Lavorare per il bene comune. La Corporate Social Responsibility coinvolge sempre più imprese in Italia. VII Rapporto di indagine sull’impegno sociale delle aziende

Giovedì, 7 Luglio, 2016
Lavorare per il bene comune. La Corporate Social Responsibility coinvolge sempre più imprese in Italia. VII Rapporto di indagine sull’impegno sociale delle aziende

La rilevazione statistica 2016 sulla responsabilità sociale d’impresa (#RapportoCSR7) presenta dati record, estremamente significativi, direttamente correlati al valore che le aziende danno ai temi della CSR (Corporate Social Responsibility). L’80% delle imprese italiane con oltre 80/100 dipendenti dichiara di impegnarsi in iniziative di CSR, per un investimento globale che ha raggiunto la cifra record (dal 2001 anno in cui si iniziò a monitorare il fenomeno) di un miliardo e 122 milioni di euro nel 2015. Sono i dati più elevati percentualmente degli ultimi 15 anni quelli contenuti nel VII Rapporto di indagine sull’impegno sociale delle aziende in Italia a cura dell’Osservatorio Socialis in collaborazione con Baxter, FS Italiane, Prioritalia e Terna, presentato al Ministero dello Sviluppo Economico.
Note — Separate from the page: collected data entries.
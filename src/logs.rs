use std::path::{Path, PathBuf};

use tokio::fs::{File, OpenOptions};
use tokio::io::AsyncWriteExt;
use tokio::sync::Mutex;
use tracing::{info, warn};

enum Scope {
    Workspace {
        workspace_id: String,
    },
    Project {
        workspace_id: String,
        project_name: String,
    },
}

/// Line-oriented log sink scoped to one lifecycle operation.
///
/// Every line is mirrored into `tracing` at info level. When the provider
/// was initialized with a logs directory, lines are also appended to the
/// per-workspace file `<logs_dir>/<workspaceId>/log` or the per-project
/// file `<logs_dir>/<workspaceId>/<projectName>/log`. File trouble never
/// fails the operation; it only logs a warning.
///
/// Callers close the sink on every exit path once the operation finishes.
pub struct LogSink {
    scope: Scope,
    file: Option<Mutex<File>>,
}

impl LogSink {
    /// Sink for a workspace-scoped operation.
    pub async fn workspace(logs_dir: Option<&Path>, workspace_id: &str) -> Self {
        let path = logs_dir.map(|dir| dir.join(workspace_id).join("log"));
        Self {
            scope: Scope::Workspace {
                workspace_id: workspace_id.to_string(),
            },
            file: Self::open(path).await,
        }
    }

    /// Sink for a project-scoped operation.
    pub async fn project(
        logs_dir: Option<&Path>,
        workspace_id: &str,
        project_name: &str,
    ) -> Self {
        let path = logs_dir.map(|dir| dir.join(workspace_id).join(project_name).join("log"));
        Self {
            scope: Scope::Project {
                workspace_id: workspace_id.to_string(),
                project_name: project_name.to_string(),
            },
            file: Self::open(path).await,
        }
    }

    async fn open(path: Option<PathBuf>) -> Option<Mutex<File>> {
        let path = path?;

        if let Some(parent) = path.parent() {
            if let Err(e) = tokio::fs::create_dir_all(parent).await {
                warn!(path = %parent.display(), error = %e, "failed to create log directory");
                return None;
            }
        }

        match OpenOptions::new().create(true).append(true).open(&path).await {
            Ok(file) => Some(Mutex::new(file)),
            Err(e) => {
                warn!(path = %path.display(), error = %e, "failed to open log file");
                None
            }
        }
    }

    /// Write one diagnostic line (a trailing newline is appended).
    pub async fn write_line(&self, line: &str) {
        match &self.scope {
            Scope::Workspace { workspace_id } => {
                info!(workspace_id = %workspace_id, "{line}");
            }
            Scope::Project {
                workspace_id,
                project_name,
            } => {
                info!(workspace_id = %workspace_id, project = %project_name, "{line}");
            }
        }

        self.append(format!("{line}\n").as_bytes()).await;
    }

    /// Write raw bytes to the log file as-is.
    ///
    /// Used for terminal control sequences, which belong in the streamed
    /// file but would corrupt the structured log.
    pub async fn write_raw(&self, text: &str) {
        self.append(text.as_bytes()).await;
    }

    /// Flush buffered file output. Called on every operation exit path.
    pub async fn close(&self) {
        if let Some(file) = &self.file {
            let mut file = file.lock().await;
            if let Err(e) = file.flush().await {
                warn!(error = %e, "failed to flush log file");
            }
        }
    }

    async fn append(&self, bytes: &[u8]) {
        if let Some(file) = &self.file {
            let mut file = file.lock().await;
            if let Err(e) = file.write_all(bytes).await {
                warn!(error = %e, "failed to write log file");
            }
        }
    }
}

#[cfg(test)]
mod tests {
    use super::*;

    #[tokio::test]
    async fn test_workspace_sink_appends_lines() {
        let dir = tempfile::tempdir().unwrap();
        let sink = LogSink::workspace(Some(dir.path()), "ws1").await;
        sink.write_line("Creating Hetzner volume").await;
        sink.write_line("Hetzner volume created").await;
        sink.close().await;

        let contents = std::fs::read_to_string(dir.path().join("ws1").join("log")).unwrap();
        assert_eq!(
            contents,
            "Creating Hetzner volume\nHetzner volume created\n"
        );
    }

    #[tokio::test]
    async fn test_project_sink_nests_under_workspace() {
        let dir = tempfile::tempdir().unwrap();
        let sink = LogSink::project(Some(dir.path()), "ws1", "api").await;
        sink.write_line("starting").await;
        sink.close().await;

        let path = dir.path().join("ws1").join("api").join("log");
        assert!(path.exists());
        assert_eq!(std::fs::read_to_string(path).unwrap(), "starting\n");
    }

    #[tokio::test]
    async fn test_raw_write_adds_no_newline() {
        let dir = tempfile::tempdir().unwrap();
        let sink = LogSink::project(Some(dir.path()), "ws1", "api").await;
        sink.write_raw("\x1b[?25h\n").await;
        sink.close().await;

        let contents =
            std::fs::read_to_string(dir.path().join("ws1").join("api").join("log")).unwrap();
        assert_eq!(contents, "\x1b[?25h\n");
    }

    #[tokio::test]
    async fn test_sink_without_logs_dir_writes_no_files() {
        let sink = LogSink::workspace(None, "ws1").await;
        sink.write_line("only mirrored").await;
        sink.close().await;
        assert!(sink.file.is_none());
    }

    #[tokio::test]
    async fn test_sink_reopens_append() {
        let dir = tempfile::tempdir().unwrap();
        {
            let sink = LogSink::workspace(Some(dir.path()), "ws1").await;
            sink.write_line("first").await;
            sink.close().await;
        }
        {
            let sink = LogSink::workspace(Some(dir.path()), "ws1").await;
            sink.write_line("second").await;
            sink.close().await;
        }

        let contents = std::fs::read_to_string(dir.path().join("ws1").join("log")).unwrap();
        assert_eq!(contents, "first\nsecond\n");
    }
}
La CSR da strumento accessorio e poco considerato sembra dunque essere diventata un valore essenziale per le imprese. Coinvolgimento dei dipendenti, attenzione all’ambiente, lotta agli sprechi, ottimizzazione dei consumi energetici e ciclo dei rifiuti: questi i terreni di maggiore impegno dichiarati dalle aziende impegnate in CSR.
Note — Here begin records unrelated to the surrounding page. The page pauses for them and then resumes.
use thiserror::Error;

/// Errors surfaced by provider operations.
///
/// Internal managers work with `anyhow` and attach context as they go; the
/// provider boundary folds those into this taxonomy without rewording them.
/// Callers only ever see one of these variants.
#[derive(Debug, Error)]
pub enum ProviderError {
    /// Malformed target options, or no credential after the env fallback.
    #[error("{0}")]
    Configuration(String),

    /// An operation ran before `initialize` supplied the provider config.
    #[error("{0}")]
    Precondition(String),

    /// Opaque failure from the Hetzner API. Lookup-not-found and
    /// call-failure are deliberately not distinguished.
    #[error("hetzner api: {0:#}")]
    Api(anyhow::Error),

    /// A bounded wait ran out of wall clock.
    #[error("timeout: {what} timed out after {minutes:.2} minutes")]
    Timeout { what: &'static str, minutes: f64 },

    /// Overlay session construction, dial, or transport setup failure.
    #[error("tunnel: {0:#}")]
    Transport(anyhow::Error),

    /// Failure reported by the container-engine collaborator, passed
    /// through unmodified.
    #[error(transparent)]
    Delegate(anyhow::Error),
}

impl ProviderError {
    /// Elapsed minutes carried by a [`ProviderError::Timeout`], if any.
    pub fn timeout_minutes(&self) -> Option<f64> {
        match self {
            ProviderError::Timeout { minutes, .. } => Some(*minutes),
            _ => None,
        }
    }
}

pub type Result<T> = std::result::Result<T, ProviderError>;

#[cfg(test)]
mod tests {
    use super::*;

    #[test]
    fn test_timeout_display_carries_minutes() {
        let err = ProviderError::Timeout {
            what: "dialing",
            minutes: 10.02,
        };
        assert_eq!(
            err.to_string(),
            "timeout: dialing timed out after 10.02 minutes"
        );
        assert_eq!(err.timeout_minutes(), Some(10.02));
    }

    #[test]
    fn test_api_display_includes_context_chain() {
        let inner = anyhow::anyhow!("volume quota exceeded").context("failed to create volume");
        let err = ProviderError::Api(inner);
        let rendered = err.to_string();
        assert!(rendered.starts_with("hetzner api: "));
        assert!(rendered.contains("failed to create volume"));
        assert!(rendered.contains("volume quota exceeded"));
    }

    #[test]
    fn test_delegate_display_is_transparent() {
        let err = ProviderError::Delegate(anyhow::anyhow!("image pull failed"));
        assert_eq!(err.to_string(), "image pull failed");
    }

    #[test]
    fn test_non_timeout_has_no_minutes() {
        let err = ProviderError::Configuration("auth token not set in env/target options".into());
        assert_eq!(err.timeout_minutes(), None);
    }
}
Dall’indagine emerge che la spinta al cambiamento arriva dalle aziende stesse: 20 intervistati su 100 ritengono che i promotori della CSR in Italia siano le aziende stesse, seguite da consumatori (15%) e terzo settore (14%); resta abbastanza residuale e limitato l’impatto delle istituzioni nazionali: le amministrazioni locali sono indicate da 9 intervistati su 100; le Istituzioni nazionali solo da 4 intervistati su 100. 
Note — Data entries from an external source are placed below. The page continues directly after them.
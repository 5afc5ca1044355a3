//! Hetzner Cloud workspace provider.
//!
//! Provisions ephemeral remote development environments on Hetzner Cloud,
//! joins them to a private overlay network, and drives container lifecycle
//! operations on each host over that network. The entry point is
//! [`HetznerProvider`]; the other modules back its operations.

pub mod bootstrap;
pub mod config;
pub mod docker;
pub mod error;
pub mod hcloud;
pub mod logs;
pub mod overlay;
pub mod provider;
pub mod ssh;
pub mod target;
pub mod types;

pub use config::InitializeProviderRequest;
pub use error::{ProviderError, Result};
pub use provider::HetznerProvider;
Gli elementi di freno alla  diffusione della CSR sembrano essere invece la mancanza di incentivi fiscali e la mancanza di risorse economiche; Il 16% segnala anche l’assenza di una cultura manageriale orientata alla CSR e di personale qualificato, mentre il 12% lamenta la mancanza di una qualificazione specifica rintracciabile nel personale. Non a caso, quasi il 70% degli intervistati ritiene che una specializzazione in CSR e/o sostenibilità ambientale possa rappresentare un elemento di distinzione nel curriculum.